Making graph_compute async and implementing set_async and get_async could help, but cpy_tensor_async and events are only useful for multi GPU scenarios.

ggerganov · 2025-09-06T11:02:08Z

Thanks that's good to know. I think I got confused by seeing cpy_tensor_async being called, but this is probably because the Metal backend does not register a host buffer type?

slaren · 2025-09-06T11:05:46Z

You can see a cpy_tensor_async call when copying the inputs from the CPU backend, however that's not something that can really be handled by the backend, and you must return false in this case to indicate that it is not supported. This function is only truly asynchronous when copying tensors between GPUs.

ggerganov · 2025-09-06T11:44:17Z

Got it - thanks. The main motivation is to allow to overlap the llm_graph_result::set_inputs() for the next ubatch while the current ubatch is being processed. From testing with this branch, looks like implementing set_async, get_async and synchronize should do the job.

ggerganov · 2025-09-08T13:57:22Z

@slaren Should I expect the set_tensor_async to ever get called in on a Mac? I got things working with get_tensor_async and synchronize, but can't figure out a way to test that set_tensor_async works.

slaren · 2025-09-08T14:07:02Z

I don't think there are any situations currently in llama.cpp in which set_tensor_async would be called when using the Metal backend.
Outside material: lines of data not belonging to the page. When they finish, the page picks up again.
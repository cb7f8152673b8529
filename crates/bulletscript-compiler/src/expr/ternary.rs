//! Ternary conditional compilation.
//!
//! Expression fragments are appended into their parents at arbitrary
//! addresses, so both jumps are relative to the word after their operand.

use bulletscript_ast::TernaryExpr;
use bulletscript_core::{CodeBlock, Instruction};

use super::{ExprCompiler, Result};

/// Compile `condition ? then : else`.
///
/// ```text
/// [condition]
/// IfZeroBranchOffset len(then) + 2
/// [then]
/// JumpOffset len(else)
/// [else]
/// ```
pub fn generate_ternary<'ast>(
    compiler: &ExprCompiler<'_, '_>,
    expr: &TernaryExpr<'ast>,
) -> Result<CodeBlock> {
    let condition = compiler.generate(expr.condition)?;
    let then_code = compiler.generate(expr.then_expr)?;
    let else_code = compiler.generate(expr.else_expr)?;

    let size = condition.len() + then_code.len() + else_code.len() + 4;
    let mut code = CodeBlock::with_capacity(size);
    code.append(&condition);
    code.write_instruction(Instruction::IfZeroBranchOffset);
    code.write_word((then_code.len() + 2) as f32);
    code.append(&then_code);
    code.write_instruction(Instruction::JumpOffset);
    code.write_word(else_code.len() as f32);
    code.append(&else_code);
    Ok(code)
}

#[cfg(test)]
mod tests {
    use super::*;
    use crate::testing::Fixture;
    use bulletscript_ast::{AstBuilder, BinaryOp};
    use bumpalo::Bump;

    #[test]
    fn ternary_layout() {
        let arena = Bump::new();
        let b = AstBuilder::new(&arena);
        let fixture = Fixture::new();
        let scopes = fixture.scopes_with(&[]);
        let compiler = ExprCompiler::new(&scopes, &fixture.registry);

        // 1 % 2 == 0 ? 1 : 2
        let condition = b.binary(
            b.binary(b.num(1.0), BinaryOp::Mod, b.num(2.0)),
            BinaryOp::Equal,
            b.num(0.0),
        );
        let expr = b.ternary(condition, b.num(1.0), b.num(2.0));
        let code = compiler.generate(&expr).unwrap();

        assert_eq!(code.len(), 16);
        code.assert_words(&[
            Instruction::Push.word(),
            1.0,
            Instruction::Push.word(),
            2.0,
            Instruction::OpMod.word(),
            Instruction::Push.word(),
            0.0,
            Instruction::OpEqual.word(),
            Instruction::IfZeroBranchOffset.word(),
            4.0,
            Instruction::Push.word(),
            1.0,
            Instruction::JumpOffset.word(),
            2.0,
            Instruction::Push.word(),
            2.0,
        ]);
    }

    #[test]
    fn nested_ternary_stays_relative() {
        let arena = Bump::new();
        let b = AstBuilder::new(&arena);
        let fixture = Fixture::new();
        let scopes = fixture.scopes_with(&["a"]);
        let compiler = ExprCompiler::new(&scopes, &fixture.registry);

        let inner = b.ternary(b.var("a"), b.num(1.0), b.num(2.0));
        let outer = b.ternary(b.num(0.0), inner, b.num(3.0));
        let code = compiler.generate(&outer).unwrap();

        // Outer then-branch is the whole inner ternary (10 words).
        assert_eq!(code.word(3), Some(12.0));
        // Inner offsets are unchanged by where the fragment lands.
        assert_eq!(code.word(7), Some(4.0));
        assert_eq!(code.word(11), Some(2.0));
        assert_eq!(code.word(15), Some(2.0));
    }
}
Maybe enable offload_op (implement it and return true) and keep some layers on the CPU with a MoE model, ggml_backend_tensor_set_async would be called when copying the experts.

ggerganov · 2025-09-08T17:46:03Z

ggml/src/ggml-metal/ggml-metal.m

 static bool ggml_backend_metal_buffer_type_is_host(ggml_backend_buffer_type_t buft) {
-    return true;
+    // TODO: not sure why, but without setting this to `false`, op offloading does not work correctly
+    //       to reproduce, do the following:
+    //
+    //   build with: cmake -DGGML_BLAS=OFF -DGGML_METAL=ON
+    //   run:        ./bin/llama-cli -m ggml-model-mxfp4.gguf -p "$(printf 'hello %.0s' {1..100})" --n-cpu-moe 10
+    //
+    return false;



I'm not completely sure I understand why we cannot return true here. If set to true it seems to result in a data race at some point.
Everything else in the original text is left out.